[Opening STORED DATA section]

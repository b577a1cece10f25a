// src/tasks/mod.rs

//! Task model and task generators.
//!
//! A [`Task`] is rebuilt from the directory tree on every invocation; nothing
//! about it is persisted except the files it reads and writes. Each
//! [`TaskGenerator`] produces the tasks of one family (wind files, seeds,
//! controller build, input preparation, simulation runs).
//!
//! - [`scan`] lists directories the way the generators need them.
//! - [`scenario`] classifies scenario directories and their variants.

pub mod controller;
pub mod fast_input;
pub mod openfast;
pub mod scan;
pub mod scenario;
pub mod wind_files;
pub mod wind_seeds;

use std::fmt;
use std::path::{Path, PathBuf};

use crate::config::ConfigFile;
use crate::errors::Result;
use crate::fs::{normalize_path, FileSystem};
use crate::rewrite::SubstitutionRule;

/// Canonical task name type: `basename:sub[:sub...]`.
pub type TaskName = String;

/// Separator between the levels of a task name.
pub const NAME_SEPARATOR: char = ':';

/// Build a hierarchical task name from its parts.
pub fn task_name<I, S>(parts: I) -> TaskName
where
    I: IntoIterator<Item = S>,
    S: AsRef<str>,
{
    parts
        .into_iter()
        .map(|p| p.as_ref().to_string())
        .collect::<Vec<_>>()
        .join(&NAME_SEPARATOR.to_string())
}

/// Generator basename of a task name (`openfast` for `openfast:a:b`).
pub fn basename_of(name: &str) -> &str {
    name.split(NAME_SEPARATOR).next().unwrap_or(name)
}

/// An external program invocation.
#[derive(Debug, Clone, PartialEq, Eq)]
pub struct CommandSpec {
    pub program: String,
    pub args: Vec<String>,
    /// Working directory; the process inherits ours when `None`.
    pub cwd: Option<PathBuf>,
}

impl CommandSpec {
    pub fn new(program: impl Into<String>) -> Self {
        Self {
            program: program.into(),
            args: Vec::new(),
            cwd: None,
        }
    }

    pub fn arg(mut self, arg: impl Into<String>) -> Self {
        self.args.push(arg.into());
        self
    }

    pub fn path_arg(self, path: &Path) -> Self {
        self.arg(path.to_string_lossy().into_owned())
    }

    pub fn cwd(mut self, dir: impl AsRef<Path>) -> Self {
        self.cwd = Some(normalize_path(dir.as_ref()));
        self
    }
}

impl fmt::Display for CommandSpec {
    fn fmt(&self, f: &mut fmt::Formatter<'_>) -> fmt::Result {
        write!(f, "{}", self.program)?;
        for arg in &self.args {
            write!(f, " {arg}")?;
        }
        if let Some(cwd) = &self.cwd {
            write!(f, " (in {})", cwd.display())?;
        }
        Ok(())
    }
}

/// One step of a task. Actions run in order; the first failure fails the task.
#[derive(Debug, Clone)]
pub enum Action {
    /// Run an external program.
    Command(CommandSpec),
    /// Copy `source` to `target` applying substitution rules.
    Rewrite {
        source: PathBuf,
        target: PathBuf,
        rules: Vec<SubstitutionRule>,
    },
    /// Create a directory (and parents) if missing.
    EnsureDir(PathBuf),
    /// Fail without running anything; the task's inputs could not be
    /// resolved while generating it.
    Fail(String),
}

impl fmt::Display for Action {
    fn fmt(&self, f: &mut fmt::Formatter<'_>) -> fmt::Result {
        match self {
            Action::Command(spec) => write!(f, "{spec}"),
            Action::Rewrite { source, target, rules } => write!(
                f,
                "rewrite {} -> {} ({} rule(s))",
                source.display(),
                target.display(),
                rules.len()
            ),
            Action::EnsureDir(dir) => write!(f, "mkdir -p {}", dir.display()),
            Action::Fail(reason) => write!(f, "fail: {reason}"),
        }
    }
}

/// What `clean` does for a task.
#[derive(Debug, Clone, PartialEq, Eq)]
pub enum CleanAction {
    /// Delete every declared target that exists.
    RemoveTargets,
    /// Delete a directory tree.
    RemoveDir(PathBuf),
}

/// A unit of work for the engine.
#[derive(Debug, Clone)]
pub struct Task {
    pub name: TaskName,
    /// Files whose change makes the task stale.
    pub file_deps: Vec<PathBuf>,
    /// Files the task produces. No two tasks may share a target.
    pub targets: Vec<PathBuf>,
    pub actions: Vec<Action>,
    pub clean: Vec<CleanAction>,
    /// Tasks that must succeed first, independent of files.
    pub task_deps: Vec<TaskName>,
}

impl Task {
    pub fn new(name: impl Into<TaskName>) -> Self {
        Self {
            name: name.into(),
            file_deps: Vec::new(),
            targets: Vec::new(),
            actions: Vec::new(),
            clean: vec![CleanAction::RemoveTargets],
            task_deps: Vec::new(),
        }
    }

    /// A task without actions that only waits for `children`.
    pub fn group<I>(name: impl Into<TaskName>, children: I) -> Self
    where
        I: IntoIterator<Item = TaskName>,
    {
        let mut task = Self::new(name);
        task.task_deps = children.into_iter().collect();
        task.clean.clear();
        task
    }

    pub fn file_dep(mut self, path: impl AsRef<Path>) -> Self {
        self.file_deps.push(normalize_path(path.as_ref()));
        self
    }

    pub fn file_deps<I, P>(mut self, paths: I) -> Self
    where
        I: IntoIterator<Item = P>,
        P: AsRef<Path>,
    {
        self.file_deps
            .extend(paths.into_iter().map(|p| normalize_path(p.as_ref())));
        self
    }

    pub fn target(mut self, path: impl AsRef<Path>) -> Self {
        self.targets.push(normalize_path(path.as_ref()));
        self
    }

    pub fn targets<I, P>(mut self, paths: I) -> Self
    where
        I: IntoIterator<Item = P>,
        P: AsRef<Path>,
    {
        self.targets
            .extend(paths.into_iter().map(|p| normalize_path(p.as_ref())));
        self
    }

    pub fn action(mut self, action: Action) -> Self {
        self.actions.push(action);
        self
    }

    pub fn command(self, spec: CommandSpec) -> Self {
        self.action(Action::Command(spec))
    }

    pub fn rewrite(
        self,
        source: impl AsRef<Path>,
        target: impl AsRef<Path>,
        rules: Vec<SubstitutionRule>,
    ) -> Self {
        self.action(Action::Rewrite {
            source: normalize_path(source.as_ref()),
            target: normalize_path(target.as_ref()),
            rules,
        })
    }

    /// Replace the default clean behaviour (remove targets).
    pub fn clean_with(mut self, clean: Vec<CleanAction>) -> Self {
        self.clean = clean;
        self
    }

    pub fn task_dep(mut self, name: impl Into<TaskName>) -> Self {
        self.task_deps.push(name.into());
        self
    }

    /// Group tasks have nothing to execute.
    pub fn is_group(&self) -> bool {
        self.actions.is_empty()
    }

    pub fn basename(&self) -> &str {
        basename_of(&self.name)
    }

    /// Reason recorded by an [`Action::Fail`], if any.
    pub fn generation_error(&self) -> Option<&str> {
        self.actions.iter().find_map(|action| match action {
            Action::Fail(reason) => Some(reason.as_str()),
            _ => None,
        })
    }
}

/// Everything a generator may look at.
#[derive(Debug, Clone, Copy)]
pub struct GenContext<'a> {
    pub fs: &'a dyn FileSystem,
    pub root: &'a Path,
    pub cfg: &'a ConfigFile,
}

impl<'a> GenContext<'a> {
    pub fn new(fs: &'a dyn FileSystem, root: &'a Path, cfg: &'a ConfigFile) -> Self {
        Self { fs, root, cfg }
    }

    pub fn simulations_dir(&self) -> PathBuf {
        normalize_path(&self.root.join(&self.cfg.paths().simulations))
    }

    pub fn wind_dir(&self) -> PathBuf {
        normalize_path(&self.root.join(&self.cfg.paths().wind))
    }

    pub fn controller_dir(&self) -> PathBuf {
        normalize_path(&self.root.join(&self.cfg.paths().controller))
    }

    pub fn runs_dir(&self) -> PathBuf {
        normalize_path(&self.root.join(&self.cfg.paths().runs))
    }

    /// `runs/wind_seeds`: seed-specific turbulence inputs and their output.
    pub fn wind_seeds_dir(&self) -> PathBuf {
        self.runs_dir().join(wind_seeds::WIND_SEEDS_DIR)
    }
}

/// Produces the tasks of one family from the current directory tree.
pub trait TaskGenerator: Send + Sync {
    /// First component of every task name this generator produces.
    fn basename(&self) -> &'static str;

    /// Basename of a generator whose tasks must have been processed before
    /// this one looks at the tree, because it enumerates what they produce.
    fn created_after(&self) -> Option<&'static str> {
        None
    }

    fn generate(&self, ctx: &GenContext<'_>) -> Result<Vec<Task>>;
}

/// Generate tasks and append the basename group task that depends on all of
/// them.
pub fn generate_with_group(
    generator: &dyn TaskGenerator,
    ctx: &GenContext<'_>,
) -> Result<Vec<Task>> {
    let mut tasks = generator.generate(ctx)?;
    let children: Vec<TaskName> = tasks.iter().map(|t| t.name.clone()).collect();
    tasks.push(Task::group(generator.basename(), children));
    Ok(tasks)
}

/// The generators of the simulation campaign, in declaration order.
pub fn default_generators() -> Vec<Box<dyn TaskGenerator>> {
    vec![
        Box::new(wind_files::SinusoidalWindFiles),
        Box::new(wind_seeds::PrepareWindInput),
        Box::new(wind_seeds::Turbsim),
        Box::new(controller::PrepareDisconCompilation),
        Box::new(controller::CompileDiscon),
        Box::new(fast_input::PrepareFastInput),
        Box::new(openfast::OpenFast),
    ]
}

[Closing STORED DATA section]

Only the number should be given: the count of lines in the entries that contain the string "order".

> _PROBLEM SOLUTION_:
2